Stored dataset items
//! Chat completion errors and the retry policy applied to them.

use std::time::Duration;
use thiserror::Error;

/// Classification of a failed completion request.
#[derive(Debug, Clone, Copy, PartialEq, Eq)]
pub enum LlmErrorKind {
    /// 429
    RateLimited,
    /// 5xx
    ServerError,
    /// Other 4xx: bad request, auth, unknown model
    ClientError,
    /// Connection refused, reset or timed out
    NetworkError,
    /// The provider answered with something that is not a completion
    ParseError,
}

impl LlmErrorKind {
    pub fn is_transient(&self) -> bool {
        matches!(
            self,
            LlmErrorKind::RateLimited | LlmErrorKind::ServerError | LlmErrorKind::NetworkError
        )
    }

    fn base_delay(&self) -> Duration {
        match self {
            LlmErrorKind::RateLimited => Duration::from_secs(5),
            LlmErrorKind::ServerError => Duration::from_secs(2),
            _ => Duration::from_secs(1),
        }
    }

    fn label(&self) -> &'static str {
        match self {
            LlmErrorKind::RateLimited => "rate limited",
            LlmErrorKind::ServerError => "server error",
            LlmErrorKind::ClientError => "client error",
            LlmErrorKind::NetworkError => "network error",
            LlmErrorKind::ParseError => "malformed response",
        }
    }
}

impl std::fmt::Display for LlmErrorKind {
    fn fmt(&self, f: &mut std::fmt::Formatter<'_>) -> std::fmt::Result {
        f.write_str(self.label())
    }
}

/// Error from a chat completion request.
#[derive(Debug, Error)]
#[error("{kind}{}: {message}", .status_code.map(|c| format!(" (HTTP {})", c)).unwrap_or_default())]
pub struct LlmError {
    pub kind: LlmErrorKind,
    pub status_code: Option<u16>,
    pub message: String,
    /// Delay requested by the provider through `Retry-After`.
    pub retry_after: Option<Duration>,
}

impl LlmError {
    pub fn from_status(status_code: u16, body: impl Into<String>, retry_after: Option<Duration>) -> Self {
        Self {
            kind: classify_http_status(status_code),
            status_code: Some(status_code),
            message: body.into(),
            retry_after,
        }
    }

    pub fn network(message: impl Into<String>) -> Self {
        Self {
            kind: LlmErrorKind::NetworkError,
            status_code: None,
            message: message.into(),
            retry_after: None,
        }
    }

    pub fn parse(message: impl Into<String>) -> Self {
        Self {
            kind: LlmErrorKind::ParseError,
            status_code: None,
            message: message.into(),
            retry_after: None,
        }
    }

    /// Delay before retry `attempt` (0-based): the provider's hint if it gave
    /// one, otherwise exponential backoff from the kind's base delay, capped at
    /// one minute.
    pub fn backoff(&self, attempt: u32) -> Duration {
        if let Some(retry_after) = self.retry_after {
            return retry_after;
        }
        let secs = self
            .kind
            .base_delay()
            .as_secs()
            .saturating_mul(2u64.saturating_pow(attempt));
        Duration::from_secs(secs.min(60))
    }
}

/// Bounds on transport-level retries of a single completion.
#[derive(Debug, Clone)]
pub struct RetryConfig {
    pub max_attempts: u32,
    pub max_elapsed: Duration,
}

impl Default for RetryConfig {
    fn default() -> Self {
        Self {
            max_attempts: 3,
            max_elapsed: Duration::from_secs(120),
        }
    }
}

impl RetryConfig {
    /// A config that never retries.
    pub fn none() -> Self {
        Self {
            max_attempts: 0,
            max_elapsed: Duration::ZERO,
        }
    }

    pub fn should_retry(&self, error: &LlmError, attempt: u32) -> bool {
        error.kind.is_transient() && attempt < self.max_attempts
    }
}

pub fn classify_http_status(status: u16) -> LlmErrorKind {
    match status {
        429 => LlmErrorKind::RateLimited,
        400..=499 => LlmErrorKind::ClientError,
        _ => LlmErrorKind::ServerError,
    }
}

#[cfg(test)]
mod tests {
    use super::*;

    #[test]
    fn test_http_status_classification() {
        assert_eq!(classify_http_status(429), LlmErrorKind::RateLimited);
        assert_eq!(classify_http_status(503), LlmErrorKind::ServerError);
        assert_eq!(classify_http_status(401), LlmErrorKind::ClientError);
        assert_eq!(classify_http_status(404), LlmErrorKind::ClientError);
    }

    #[test]
    fn test_only_transient_errors_retry() {
        let retry = RetryConfig::default();
        assert!(retry.should_retry(&LlmError::from_status(502, "bad gateway", None), 0));
        assert!(retry.should_retry(&LlmError::network("reset"), 2));
        assert!(!retry.should_retry(&LlmError::network("reset"), 3));
        assert!(!retry.should_retry(&LlmError::from_status(400, "bad request", None), 0));
        assert!(!retry.should_retry(&LlmError::parse("not json"), 0));
    }

    #[test]
    fn test_backoff_grows_and_caps() {
        let error = LlmError::from_status(500, "oops", None);
        assert!(error.backoff(1) > error.backoff(0));
        assert_eq!(error.backoff(10), Duration::from_secs(60));

        let hinted = LlmError::from_status(429, "slow down", Some(Duration::from_secs(9)));
        assert_eq!(hinted.backoff(4), Duration::from_secs(9));
    }

    #[test]
    fn test_display_includes_status() {
        let error = LlmError::from_status(429, "slow down", None);
        assert_eq!(error.to_string(), "rate limited (HTTP 429): slow down");
        assert_eq!(LlmError::network("reset").to_string(), "network error: reset");
    }
}
//! Agent execution context - what a capability invocation may reach.

use std::sync::Arc;

use crate::capability::CapabilityRegistry;
use crate::datasource::DataSources;
use crate::llm::LlmClient;

/// Shared, read-only context for one user's turn.
///
/// # Thread Safety
/// Every component is behind an `Arc`, so a context is cheap to clone into
/// concurrently executing tasks.
#[derive(Clone)]
pub struct AgentContext {
    /// LLM client for model calls
    pub llm: Arc<dyn LlmClient>,

    /// Capabilities visible to this user
    pub registry: Arc<CapabilityRegistry>,

    /// Targets for query-backed capabilities
    pub data_sources: Arc<DataSources>,

    /// Model used when a capability does not name one
    pub default_model: String,
}

impl AgentContext {
    pub fn new(
        llm: Arc<dyn LlmClient>,
        registry: Arc<CapabilityRegistry>,
        data_sources: Arc<DataSources>,
        default_model: impl Into<String>,
    ) -> Self {
        Self {
            llm,
            registry,
            data_sources,
            default_model: default_model.into(),
        }
    }

    /// Model for `capability`, honoring a per-capability override.
    pub fn model_for<'a>(&'a self, capability_model: Option<&'a str>) -> &'a str {
        capability_model.unwrap_or(&self.default_model)
    }
}
//! Conversation storage with pluggable backends.
//!
//! Supports:
//! - `memory`: In-memory storage (non-persistent, for testing)
//! - `sqlite`: SQLite database

mod memory;
mod sqlite;

pub use memory::InMemoryConversationStore;
pub use sqlite::SqliteConversationStore;

use std::path::PathBuf;
use std::sync::Arc;

use async_trait::async_trait;
use chrono::Utc;
use serde::{Deserialize, Serialize};

use crate::config::StoreBackend;

pub const HUMAN_PREFIX: &str = "HumanMessage=";
pub const AI_PREFIX: &str = "AIMessage=";

const DEFAULT_SHORT_NAME: &str = "New Chat";

const STOP_WORDS: &[&str] = &[
    "about", "above", "after", "again", "against", "all", "also", "and", "any", "are", "because",
    "been", "before", "being", "below", "between", "both", "but", "can", "could", "did", "does",
    "doing", "down", "during", "each", "few", "for", "from", "further", "get", "give", "had",
    "has", "have", "having", "her", "here", "hers", "him", "his", "how", "into", "its", "just",
    "last", "let", "made", "make", "many", "may", "more", "most", "much", "must", "not", "now",
    "off", "once", "only", "other", "our", "ours", "out", "over", "own", "please", "same", "she",
    "should", "show", "some", "such", "tell", "than", "that", "the", "their", "them", "then",
    "there", "these", "they", "this", "those", "through", "too", "under", "until", "very", "was",
    "were", "what", "when", "where", "which", "while", "who", "whom", "why", "will", "with",
    "would", "you", "your", "yours",
];

/// A chat thread owned by one user.
#[derive(Debug, Clone, PartialEq, Serialize, Deserialize)]
pub struct ThreadSummary {
    pub thread_id: String,
    pub short_name: String,
    pub email_id: String,
    pub created_at: String,
}

/// One persisted side of an exchange.
#[derive(Debug, Clone, PartialEq, Serialize, Deserialize)]
pub struct StoredMessage {
    pub message_id: String,
    pub content: String,
    pub step: i64,
    pub input_tokens: u64,
    pub output_tokens: u64,
    pub total_tokens: u64,
    pub feedback: String,
}

/// Get current timestamp as RFC3339 string.
pub fn now_string() -> String {
    Utc::now().to_rfc3339()
}

/// Short display name for a thread, derived from its first question.
///
/// Up to three capitalized words longer than two characters that are not
/// stop words; the first three words if none qualify.
pub fn short_name(question: &str) -> String {
    let words: Vec<&str> = question
        .split(|c: char| c.is_whitespace() || (c.is_ascii_punctuation() && c != '\'' && c != '-'))
        .filter(|w| !w.is_empty())
        .collect();

    let meaningful: Vec<String> = words
        .iter()
        .filter(|w| w.chars().count() > 2)
        .filter(|w| !STOP_WORDS.contains(&w.to_lowercase().as_str()))
        .take(3)
        .map(|w| capitalize(w))
        .collect();

    if !meaningful.is_empty() {
        return meaningful.join(" ");
    }
    if words.is_empty() {
        return DEFAULT_SHORT_NAME.to_string();
    }
    words.into_iter().take(3).collect::<Vec<_>>().join(" ")
}

fn capitalize(word: &str) -> String {
    let mut chars = word.chars();
    match chars.next() {
        Some(first) => first.to_uppercase().chain(chars.flat_map(char::to_lowercase)).collect(),
        None => String::new(),
    }
}

/// Prior-turn history text handed to the workflow: stored contents in step
/// order, one per line.
pub fn history_text(messages: &[StoredMessage]) -> String {
    messages
        .iter()
        .map(|m| m.content.as_str())
        .collect::<Vec<_>>()
        .join("\n")
}

/// Conversation store trait - implemented by all storage backends.
#[async_trait]
pub trait ConversationStore: Send + Sync {
    /// Whether this store persists data across restarts.
    fn is_persistent(&self) -> bool;

    /// Create a new thread for `email_id`.
    async fn create_thread(&self, email_id: &str, short_name: &str)
        -> Result<ThreadSummary, String>;

    /// Threads of one user, oldest first.
    async fn list_threads(&self, email_id: &str) -> Result<Vec<ThreadSummary>, String>;

    async fn thread(&self, thread_id: &str) -> Result<Option<ThreadSummary>, String>;

    /// Append one human/assistant exchange and return both stored messages.
    ///
    /// The human message takes step `max + 1` (0 on an empty thread) and the
    /// assistant message the step after it, carrying the turn's token totals.
    async fn append_exchange(
        &self,
        thread_id: &str,
        human: &str,
        assistant: &str,
        input_tokens: u64,
        output_tokens: u64,
    ) -> Result<Vec<StoredMessage>, String>;

    /// Messages of a thread ordered by step.
    async fn messages(&self, thread_id: &str) -> Result<Vec<StoredMessage>, String>;

    /// Returns whether a message with that id existed.
    async fn update_feedback(&self, message_id: &str, feedback: &str) -> Result<bool, String>;
}

/// The two rows written for one exchange, starting at `step`.
pub(crate) fn exchange_messages(
    step: i64,
    human: &str,
    assistant: &str,
    input_tokens: u64,
    output_tokens: u64,
) -> Vec<StoredMessage> {
    vec![
        StoredMessage {
            message_id: uuid::Uuid::new_v4().to_string(),
            content: format!("{}{}", HUMAN_PREFIX, human),
            step,
            input_tokens: 0,
            output_tokens: 0,
            total_tokens: 0,
            feedback: String::new(),
        },
        StoredMessage {
            message_id: uuid::Uuid::new_v4().to_string(),
            content: format!("{}{}", AI_PREFIX, assistant),
            step: step + 1,
            input_tokens,
            output_tokens,
            total_tokens: input_tokens.saturating_add(output_tokens),
            feedback: String::new(),
        },
    ]
}

/// Create a conversation store for the configured backend.
pub async fn create_conversation_store(
    backend: StoreBackend,
    database_path: PathBuf,
) -> Result<Arc<dyn ConversationStore>, String> {
    match backend {
        StoreBackend::Memory => Ok(Arc::new(InMemoryConversationStore::new())),
        StoreBackend::Sqlite => {
            let store = SqliteConversationStore::new(database_path).await?;
            Ok(Arc::new(store))
        }
    }
}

Exercise directions
Whenever the string "crate" turns up in a line above, copy that line out.

Written reply
use crate::capability::CapabilityRegistry;
use crate::datasource::DataSources;
use crate::llm::LlmClient;
use crate::config::StoreBackend;
pub(crate) fn exchange_messages(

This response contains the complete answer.